▶ **WHAT IS REQUIRED**:
Reproduce, from the lines below, exactly the stretch that begins at the line containing "self.prev_mode = prev_mode;" and ends at the line containing "changes once per read cycle", both included.

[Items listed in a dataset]
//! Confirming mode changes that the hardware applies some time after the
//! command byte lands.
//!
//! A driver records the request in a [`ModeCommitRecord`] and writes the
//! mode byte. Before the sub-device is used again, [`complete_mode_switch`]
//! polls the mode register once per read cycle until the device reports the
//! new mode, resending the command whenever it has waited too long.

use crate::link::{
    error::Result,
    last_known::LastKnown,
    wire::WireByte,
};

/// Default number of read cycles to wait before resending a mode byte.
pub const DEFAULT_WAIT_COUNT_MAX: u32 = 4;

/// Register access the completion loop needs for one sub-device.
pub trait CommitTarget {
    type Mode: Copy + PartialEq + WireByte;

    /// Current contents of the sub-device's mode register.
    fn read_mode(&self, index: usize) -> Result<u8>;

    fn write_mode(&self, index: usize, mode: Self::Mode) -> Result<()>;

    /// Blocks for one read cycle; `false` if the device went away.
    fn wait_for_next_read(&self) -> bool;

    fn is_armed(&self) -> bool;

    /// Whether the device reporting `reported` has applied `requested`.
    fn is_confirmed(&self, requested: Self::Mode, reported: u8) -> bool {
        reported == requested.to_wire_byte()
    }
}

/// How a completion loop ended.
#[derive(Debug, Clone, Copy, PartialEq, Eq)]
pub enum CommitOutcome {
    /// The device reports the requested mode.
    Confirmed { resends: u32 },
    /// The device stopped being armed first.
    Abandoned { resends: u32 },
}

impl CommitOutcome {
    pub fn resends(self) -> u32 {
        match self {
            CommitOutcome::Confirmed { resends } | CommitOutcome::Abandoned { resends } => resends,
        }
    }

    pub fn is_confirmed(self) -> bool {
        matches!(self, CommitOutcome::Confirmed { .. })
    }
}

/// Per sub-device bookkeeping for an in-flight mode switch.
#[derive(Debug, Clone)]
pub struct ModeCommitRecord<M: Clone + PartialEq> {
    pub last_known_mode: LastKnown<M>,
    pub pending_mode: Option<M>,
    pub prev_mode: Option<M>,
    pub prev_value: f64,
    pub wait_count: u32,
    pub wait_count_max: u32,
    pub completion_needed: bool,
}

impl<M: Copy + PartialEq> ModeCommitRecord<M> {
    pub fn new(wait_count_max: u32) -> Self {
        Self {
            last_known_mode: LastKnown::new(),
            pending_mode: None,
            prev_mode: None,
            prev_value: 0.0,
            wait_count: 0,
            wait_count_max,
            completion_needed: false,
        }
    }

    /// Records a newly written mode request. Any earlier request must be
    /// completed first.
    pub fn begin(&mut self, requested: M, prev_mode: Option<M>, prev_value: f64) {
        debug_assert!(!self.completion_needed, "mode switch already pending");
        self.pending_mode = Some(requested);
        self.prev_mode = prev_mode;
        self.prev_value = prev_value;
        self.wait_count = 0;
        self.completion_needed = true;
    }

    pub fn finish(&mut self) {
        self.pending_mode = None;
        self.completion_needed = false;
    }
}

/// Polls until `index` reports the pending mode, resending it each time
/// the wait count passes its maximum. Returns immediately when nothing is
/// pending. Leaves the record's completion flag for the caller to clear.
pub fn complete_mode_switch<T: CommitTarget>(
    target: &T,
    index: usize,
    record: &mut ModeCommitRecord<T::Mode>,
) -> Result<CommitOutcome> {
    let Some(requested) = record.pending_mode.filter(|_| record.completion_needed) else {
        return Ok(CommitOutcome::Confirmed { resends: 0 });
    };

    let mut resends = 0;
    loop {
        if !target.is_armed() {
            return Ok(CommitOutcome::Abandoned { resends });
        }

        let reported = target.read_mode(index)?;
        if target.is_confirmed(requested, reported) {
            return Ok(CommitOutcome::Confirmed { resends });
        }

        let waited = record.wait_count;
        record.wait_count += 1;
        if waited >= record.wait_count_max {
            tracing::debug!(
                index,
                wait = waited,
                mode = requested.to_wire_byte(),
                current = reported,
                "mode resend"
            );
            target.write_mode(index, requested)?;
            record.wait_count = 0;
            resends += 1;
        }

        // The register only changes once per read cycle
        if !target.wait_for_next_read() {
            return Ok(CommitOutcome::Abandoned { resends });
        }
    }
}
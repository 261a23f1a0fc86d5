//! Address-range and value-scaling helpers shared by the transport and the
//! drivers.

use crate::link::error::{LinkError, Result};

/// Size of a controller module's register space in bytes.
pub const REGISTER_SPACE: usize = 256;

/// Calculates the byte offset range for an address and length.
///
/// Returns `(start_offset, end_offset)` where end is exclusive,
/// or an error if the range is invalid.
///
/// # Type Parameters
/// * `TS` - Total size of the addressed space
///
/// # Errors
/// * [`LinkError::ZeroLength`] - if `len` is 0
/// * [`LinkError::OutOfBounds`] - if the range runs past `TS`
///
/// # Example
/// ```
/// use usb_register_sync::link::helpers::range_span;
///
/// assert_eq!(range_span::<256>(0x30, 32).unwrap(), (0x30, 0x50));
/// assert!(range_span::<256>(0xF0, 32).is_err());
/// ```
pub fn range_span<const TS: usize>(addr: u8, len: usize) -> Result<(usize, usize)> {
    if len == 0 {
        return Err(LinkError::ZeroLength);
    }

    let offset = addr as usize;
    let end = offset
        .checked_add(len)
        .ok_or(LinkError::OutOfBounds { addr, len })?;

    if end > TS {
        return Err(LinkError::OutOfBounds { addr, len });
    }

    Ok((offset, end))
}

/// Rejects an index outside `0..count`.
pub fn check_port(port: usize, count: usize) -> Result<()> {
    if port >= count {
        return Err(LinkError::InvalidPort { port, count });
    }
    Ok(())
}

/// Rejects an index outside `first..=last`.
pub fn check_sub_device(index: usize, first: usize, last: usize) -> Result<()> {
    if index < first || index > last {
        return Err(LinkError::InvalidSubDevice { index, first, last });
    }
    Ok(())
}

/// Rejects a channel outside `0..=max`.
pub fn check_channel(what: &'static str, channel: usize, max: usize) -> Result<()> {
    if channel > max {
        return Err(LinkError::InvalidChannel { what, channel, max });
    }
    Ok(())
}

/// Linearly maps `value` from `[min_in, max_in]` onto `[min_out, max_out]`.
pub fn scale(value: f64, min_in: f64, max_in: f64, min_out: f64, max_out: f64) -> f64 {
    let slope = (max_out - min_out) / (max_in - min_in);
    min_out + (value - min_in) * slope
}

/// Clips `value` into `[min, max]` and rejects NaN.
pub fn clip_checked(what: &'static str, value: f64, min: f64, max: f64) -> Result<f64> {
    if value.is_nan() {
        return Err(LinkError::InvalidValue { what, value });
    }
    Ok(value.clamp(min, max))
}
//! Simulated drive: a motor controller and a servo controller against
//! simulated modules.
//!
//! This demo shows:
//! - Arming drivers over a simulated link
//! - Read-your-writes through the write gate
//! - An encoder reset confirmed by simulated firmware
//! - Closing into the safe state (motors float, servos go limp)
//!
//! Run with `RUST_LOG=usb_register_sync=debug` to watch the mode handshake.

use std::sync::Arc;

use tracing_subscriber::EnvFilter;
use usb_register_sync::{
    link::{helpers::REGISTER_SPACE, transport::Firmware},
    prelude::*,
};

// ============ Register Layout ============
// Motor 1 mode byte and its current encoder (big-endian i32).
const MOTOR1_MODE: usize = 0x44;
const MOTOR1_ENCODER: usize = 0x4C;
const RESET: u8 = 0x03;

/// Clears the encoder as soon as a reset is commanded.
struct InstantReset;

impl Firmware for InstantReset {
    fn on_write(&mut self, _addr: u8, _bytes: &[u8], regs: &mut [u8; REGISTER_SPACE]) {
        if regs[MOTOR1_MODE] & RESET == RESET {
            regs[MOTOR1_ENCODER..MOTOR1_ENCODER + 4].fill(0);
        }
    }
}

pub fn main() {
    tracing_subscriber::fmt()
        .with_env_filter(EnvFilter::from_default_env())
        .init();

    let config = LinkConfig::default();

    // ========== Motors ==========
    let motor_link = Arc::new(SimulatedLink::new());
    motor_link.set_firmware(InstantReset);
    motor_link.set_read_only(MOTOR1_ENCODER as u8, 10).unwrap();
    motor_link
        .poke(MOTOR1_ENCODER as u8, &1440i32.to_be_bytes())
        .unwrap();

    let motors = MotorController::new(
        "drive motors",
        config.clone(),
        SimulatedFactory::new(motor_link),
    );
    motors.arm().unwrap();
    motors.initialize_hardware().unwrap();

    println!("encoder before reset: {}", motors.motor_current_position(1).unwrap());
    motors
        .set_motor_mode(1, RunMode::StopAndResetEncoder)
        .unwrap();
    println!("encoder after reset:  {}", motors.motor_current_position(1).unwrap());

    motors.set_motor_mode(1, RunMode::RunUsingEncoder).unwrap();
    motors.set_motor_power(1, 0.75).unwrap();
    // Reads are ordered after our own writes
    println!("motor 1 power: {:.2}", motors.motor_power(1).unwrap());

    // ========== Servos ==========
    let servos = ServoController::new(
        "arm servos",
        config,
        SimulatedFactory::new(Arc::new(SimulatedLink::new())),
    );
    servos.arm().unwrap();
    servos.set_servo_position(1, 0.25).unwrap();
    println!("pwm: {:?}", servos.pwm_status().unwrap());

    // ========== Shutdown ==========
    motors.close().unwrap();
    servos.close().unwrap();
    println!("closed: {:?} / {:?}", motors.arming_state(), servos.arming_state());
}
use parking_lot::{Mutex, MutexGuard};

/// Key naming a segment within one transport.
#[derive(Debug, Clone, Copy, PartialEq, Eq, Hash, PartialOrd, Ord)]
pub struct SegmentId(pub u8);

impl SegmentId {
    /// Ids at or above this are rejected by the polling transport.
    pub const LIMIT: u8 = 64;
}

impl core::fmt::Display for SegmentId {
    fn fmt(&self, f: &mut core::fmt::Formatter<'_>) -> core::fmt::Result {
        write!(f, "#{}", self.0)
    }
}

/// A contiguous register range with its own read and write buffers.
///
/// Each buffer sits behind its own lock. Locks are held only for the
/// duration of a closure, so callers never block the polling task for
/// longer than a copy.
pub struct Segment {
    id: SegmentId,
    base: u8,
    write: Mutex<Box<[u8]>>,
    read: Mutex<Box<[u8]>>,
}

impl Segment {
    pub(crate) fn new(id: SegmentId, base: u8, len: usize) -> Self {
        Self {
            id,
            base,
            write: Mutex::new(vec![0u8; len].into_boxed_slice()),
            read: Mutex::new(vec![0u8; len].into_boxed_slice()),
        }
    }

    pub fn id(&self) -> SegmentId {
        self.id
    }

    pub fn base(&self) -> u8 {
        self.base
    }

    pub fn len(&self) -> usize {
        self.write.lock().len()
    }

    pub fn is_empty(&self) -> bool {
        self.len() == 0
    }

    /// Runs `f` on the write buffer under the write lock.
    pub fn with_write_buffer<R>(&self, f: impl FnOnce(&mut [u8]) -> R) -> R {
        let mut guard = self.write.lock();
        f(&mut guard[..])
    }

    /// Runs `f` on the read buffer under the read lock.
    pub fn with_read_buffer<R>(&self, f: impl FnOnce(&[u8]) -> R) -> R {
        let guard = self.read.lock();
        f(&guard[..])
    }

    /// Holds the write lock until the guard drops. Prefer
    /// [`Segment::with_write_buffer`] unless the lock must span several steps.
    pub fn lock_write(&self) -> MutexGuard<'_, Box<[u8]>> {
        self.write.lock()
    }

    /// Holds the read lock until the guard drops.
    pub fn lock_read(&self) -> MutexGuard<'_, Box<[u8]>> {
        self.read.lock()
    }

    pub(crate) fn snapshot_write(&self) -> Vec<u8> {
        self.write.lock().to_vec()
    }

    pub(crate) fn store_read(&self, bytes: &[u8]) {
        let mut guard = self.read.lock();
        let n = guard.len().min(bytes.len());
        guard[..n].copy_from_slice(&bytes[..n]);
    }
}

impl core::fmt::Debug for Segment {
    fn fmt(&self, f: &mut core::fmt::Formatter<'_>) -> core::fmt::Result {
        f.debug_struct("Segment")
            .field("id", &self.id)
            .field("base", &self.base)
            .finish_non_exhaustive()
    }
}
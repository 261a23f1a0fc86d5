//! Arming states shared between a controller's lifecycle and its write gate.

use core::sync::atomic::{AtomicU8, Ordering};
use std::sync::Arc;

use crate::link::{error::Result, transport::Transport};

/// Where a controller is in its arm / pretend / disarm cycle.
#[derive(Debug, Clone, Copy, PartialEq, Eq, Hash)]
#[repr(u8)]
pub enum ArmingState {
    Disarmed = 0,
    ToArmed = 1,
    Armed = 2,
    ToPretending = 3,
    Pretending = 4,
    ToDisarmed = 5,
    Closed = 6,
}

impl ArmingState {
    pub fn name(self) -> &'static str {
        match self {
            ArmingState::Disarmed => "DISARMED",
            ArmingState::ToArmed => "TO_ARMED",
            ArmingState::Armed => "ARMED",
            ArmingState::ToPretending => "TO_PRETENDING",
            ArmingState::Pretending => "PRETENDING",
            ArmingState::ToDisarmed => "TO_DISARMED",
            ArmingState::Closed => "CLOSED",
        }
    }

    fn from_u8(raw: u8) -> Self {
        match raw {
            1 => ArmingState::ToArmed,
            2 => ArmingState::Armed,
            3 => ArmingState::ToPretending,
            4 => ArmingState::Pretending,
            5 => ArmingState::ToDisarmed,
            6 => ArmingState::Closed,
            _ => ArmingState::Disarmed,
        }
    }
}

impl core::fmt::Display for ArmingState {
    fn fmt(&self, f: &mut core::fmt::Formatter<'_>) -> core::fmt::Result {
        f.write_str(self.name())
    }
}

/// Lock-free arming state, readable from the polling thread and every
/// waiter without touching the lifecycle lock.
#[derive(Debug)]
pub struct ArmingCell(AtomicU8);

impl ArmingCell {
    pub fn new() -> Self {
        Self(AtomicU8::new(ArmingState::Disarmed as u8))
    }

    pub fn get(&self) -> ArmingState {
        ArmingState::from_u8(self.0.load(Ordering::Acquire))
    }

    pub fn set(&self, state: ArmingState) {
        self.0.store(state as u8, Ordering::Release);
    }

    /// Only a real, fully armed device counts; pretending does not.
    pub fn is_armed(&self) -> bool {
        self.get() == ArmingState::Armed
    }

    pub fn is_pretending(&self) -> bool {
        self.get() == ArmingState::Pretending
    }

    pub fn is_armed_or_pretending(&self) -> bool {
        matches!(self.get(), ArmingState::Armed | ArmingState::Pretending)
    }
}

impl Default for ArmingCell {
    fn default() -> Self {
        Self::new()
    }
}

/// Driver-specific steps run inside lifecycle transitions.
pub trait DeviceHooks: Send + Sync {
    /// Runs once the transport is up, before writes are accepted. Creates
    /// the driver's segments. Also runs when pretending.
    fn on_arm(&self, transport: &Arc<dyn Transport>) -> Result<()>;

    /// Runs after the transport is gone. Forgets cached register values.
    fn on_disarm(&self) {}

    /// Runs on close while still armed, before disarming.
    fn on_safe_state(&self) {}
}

▶ **WRITTEN RESPONSE**:
        self.prev_mode = prev_mode;
        self.prev_value = prev_value;
        self.wait_count = 0;
        self.completion_needed = true;
    }

    pub fn finish(&mut self) {
        self.pending_mode = None;
        self.completion_needed = false;
    }
}

/// Polls until `index` reports the pending mode, resending it each time
/// the wait count passes its maximum. Returns immediately when nothing is
/// pending. Leaves the record's completion flag for the caller to clear.
pub fn complete_mode_switch<T: CommitTarget>(
    target: &T,
    index: usize,
    record: &mut ModeCommitRecord<T::Mode>,
) -> Result<CommitOutcome> {
    let Some(requested) = record.pending_mode.filter(|_| record.completion_needed) else {
        return Ok(CommitOutcome::Confirmed { resends: 0 });
    };

    let mut resends = 0;
    loop {
        if !target.is_armed() {
            return Ok(CommitOutcome::Abandoned { resends });
        }

        let reported = target.read_mode(index)?;
        if target.is_confirmed(requested, reported) {
            return Ok(CommitOutcome::Confirmed { resends });
        }

        let waited = record.wait_count;
        record.wait_count += 1;
        if waited >= record.wait_count_max {
            tracing::debug!(
                index,
                wait = waited,
                mode = requested.to_wire_byte(),
                current = reported,
                "mode resend"
            );
            target.write_mode(index, requested)?;
            record.wait_count = 0;
            resends += 1;
        }

        // The register only changes once per read cycle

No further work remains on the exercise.